Como Primeiro Ministro, sempre trabalhei em conjunto com meus colegas no âmbito da CEDEAO, da qual somos membros ativos. No entanto, fiquei muito surpreso com o posicionamento ambíguo da CEDEAO, e isso desde a campanha para as eleições presidenciais na Guiné-Bissau. Enquanto a disputa eleitoral ainda estava em andamento, a Comissão e a conferência dos chefes de estado e de governo da CEDEAO reconheceram, através de um comunicado de imprensa, a vitória do candidato Embalo. Este mesmo comunicado de imprensa não deu a dimensão desejada para a validade e os resultados das eleições legislativas de março de 2019, nem para a existência de um governo resultante de uma maioria parlamentar real e sólida, liderada pelo PAIGC, com um Programa do governo já aprovado pelo Congresso Nacional do Povo. Penso que alguns chefes de estado da CEDEAO agiram clanicamente e foram enganados por certos lobbies mal intencionados. Espero que o Presidente da República do Gana, Nana Akufo-Addo, o próximo presidente da conferência de chefes de estado da CEDEAO, mostre mais objetividade e pragmatismo. Para conhecer pessoalmente suas qualidades humanas e profissionais, tenho muita esperança neste grande ativista pan-africano e estadista visionário que ele é. Ele é habitado por um alto senso de justiça e espero poder visitá-lo o mais rápido possível para informá-lo sobre nossas queixas e, especialmente, sobre nossas avenidas de soluções para o estabelecimento de uma solução política que permita ao meu país sair desse terrível impasse.

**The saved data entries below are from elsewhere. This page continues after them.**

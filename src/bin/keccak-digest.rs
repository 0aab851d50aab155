//! Hash messages, check reference files and time the SHA3-256 sponge

use std::fs::{self, File};
use std::io::{self, BufReader, Read};
use std::path::PathBuf;
use std::time::Instant;

use anyhow::{Context, Result};
use clap::{Parser, Subcommand};
use keccak_digest::reference::{hex_upper, verify_decimal_sequence};
use keccak_digest::sha3_256;
use log::info;

#[derive(Parser, Debug)]
#[clap(author, version, about, long_about = None)]
struct Args {
	#[clap(subcommand)]
	command: Command,
}

#[derive(Subcommand, Debug)]
enum Command {
	/// Print the digest of TEXT, of a file, or of stdin
	Hash {
		text: Option<String>,

		#[clap(long, conflicts_with = "text")]
		file: Option<PathBuf>,
	},

	/// Check line i of a reference file against the digest of the decimal string i
	Verify {
		path: PathBuf,

		#[clap(long, default_value = "1000")]
		count: usize,
	},

	/// Hash the same message repeatedly and report throughput
	Bench {
		#[clap(long, default_value = "120000")]
		iterations: u32,

		#[clap(long, default_value = "32")]
		size: usize,

		/// Byte the message is filled with, decimal or 0x-prefixed hex
		#[clap(long, default_value = "0xAB", parse(try_from_str = parse_byte))]
		fill: u8,
	},
}

fn parse_byte(text: &str) -> Result<u8, std::num::ParseIntError> {
	match text.strip_prefix("0x").or_else(|| text.strip_prefix("0X")) {
		Some(hex) => u8::from_str_radix(hex, 16),
		None => text.parse(),
	}
}

fn hash(text: Option<String>, file: Option<PathBuf>) -> Result<()> {
	let message = match (text, file) {
		(Some(text), _) => text.into_bytes(),
		(None, Some(path)) => {
			fs::read(&path).with_context(|| format!("cannot read {}", path.display()))?
		}
		(None, None) => {
			let mut buf = Vec::new();
			io::stdin().read_to_end(&mut buf).context("cannot read stdin")?;
			buf
		}
	};

	println!("{}", hex_upper(&sha3_256(&message)));

	Ok(())
}

fn verify(path: PathBuf, count: usize) -> Result<()> {
	let file = File::open(&path).with_context(|| format!("cannot open {}", path.display()))?;

	verify_decimal_sequence(BufReader::new(file), count)
		.with_context(|| format!("verifying {}", path.display()))?;

	println!("All hashes match.");

	Ok(())
}

fn bench(iterations: u32, size: usize, fill: u8) {
	let message = vec![fill; size];
	info!("hashing {} bytes of {:#04x}, {} times", size, fill, iterations);

	let start = Instant::now();

	for _ in 0 .. iterations {
		std::hint::black_box(sha3_256(std::hint::black_box(&message)));
	}

	let elapsed = start.elapsed().as_secs_f64();
	let ns_per_iter = elapsed * 1e9 / f64::from(iterations.max(1));
	let throughput = (size as f64 * f64::from(iterations)) / elapsed / (1024.0 * 1024.0);

	println!("Total time: {:.4} seconds", elapsed);
	println!("Time per iteration: {:.2} ns", ns_per_iter);
	println!("Throughput: {:.2} MB/s", throughput);
}

fn main() -> Result<()> {
	env_logger::Builder::from_env(env_logger::Env::default().default_filter_or("info")).init();

	let args = Args::parse();

	match args.command {
		Command::Hash {text, file} => hash(text, file)?,
		Command::Verify {path, count} => verify(path, count)?,
		Command::Bench {iterations, size, fill} => bench(iterations, size, fill),
	}

	Ok(())
}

O presidente do PAIGC e o candidato declarado perdedor pela CNE, Domingos Simões Pereira, quer estar aberto a uma solução e firme no respeito à maioria parlamentar. © DR
Que futuro você vê para a Guiné-Bissau neste contexto de tensão permanente?

Presidi o destino do governo do meu país e hoje presido um grande partido político, o PAIGC, que sempre colocou o interesse da nação acima de todas as outras considerações pessoais. Portanto, sou muito sensível ao retorno da estabilidade e da paz, no interesse do meu povo, hoje refém dessas manobras políticas e vítima de violência por mais um poder. além disso cegado pelo ódio. Essa luta pela paz e boa governança também é realizada no interesse de toda a sub-região da África Ocidental. A recente posição assumida na Guiné-Bissau no Conselho de Segurança da ONUme tranquiliza e me permite acreditar que um ponto de virada decisivo poderia ser tomado. Defendo agora o estabelecimento de um governo, liderado pelo PAIGC, é claro, mas que queira ser de unidade nacional. Nosso governo será de inclusão, abertura, reconciliação. E terá a pesada tarefa de responder às prioridades socioeconômicas da população, que não podem continuar sofrendo o preço da política política.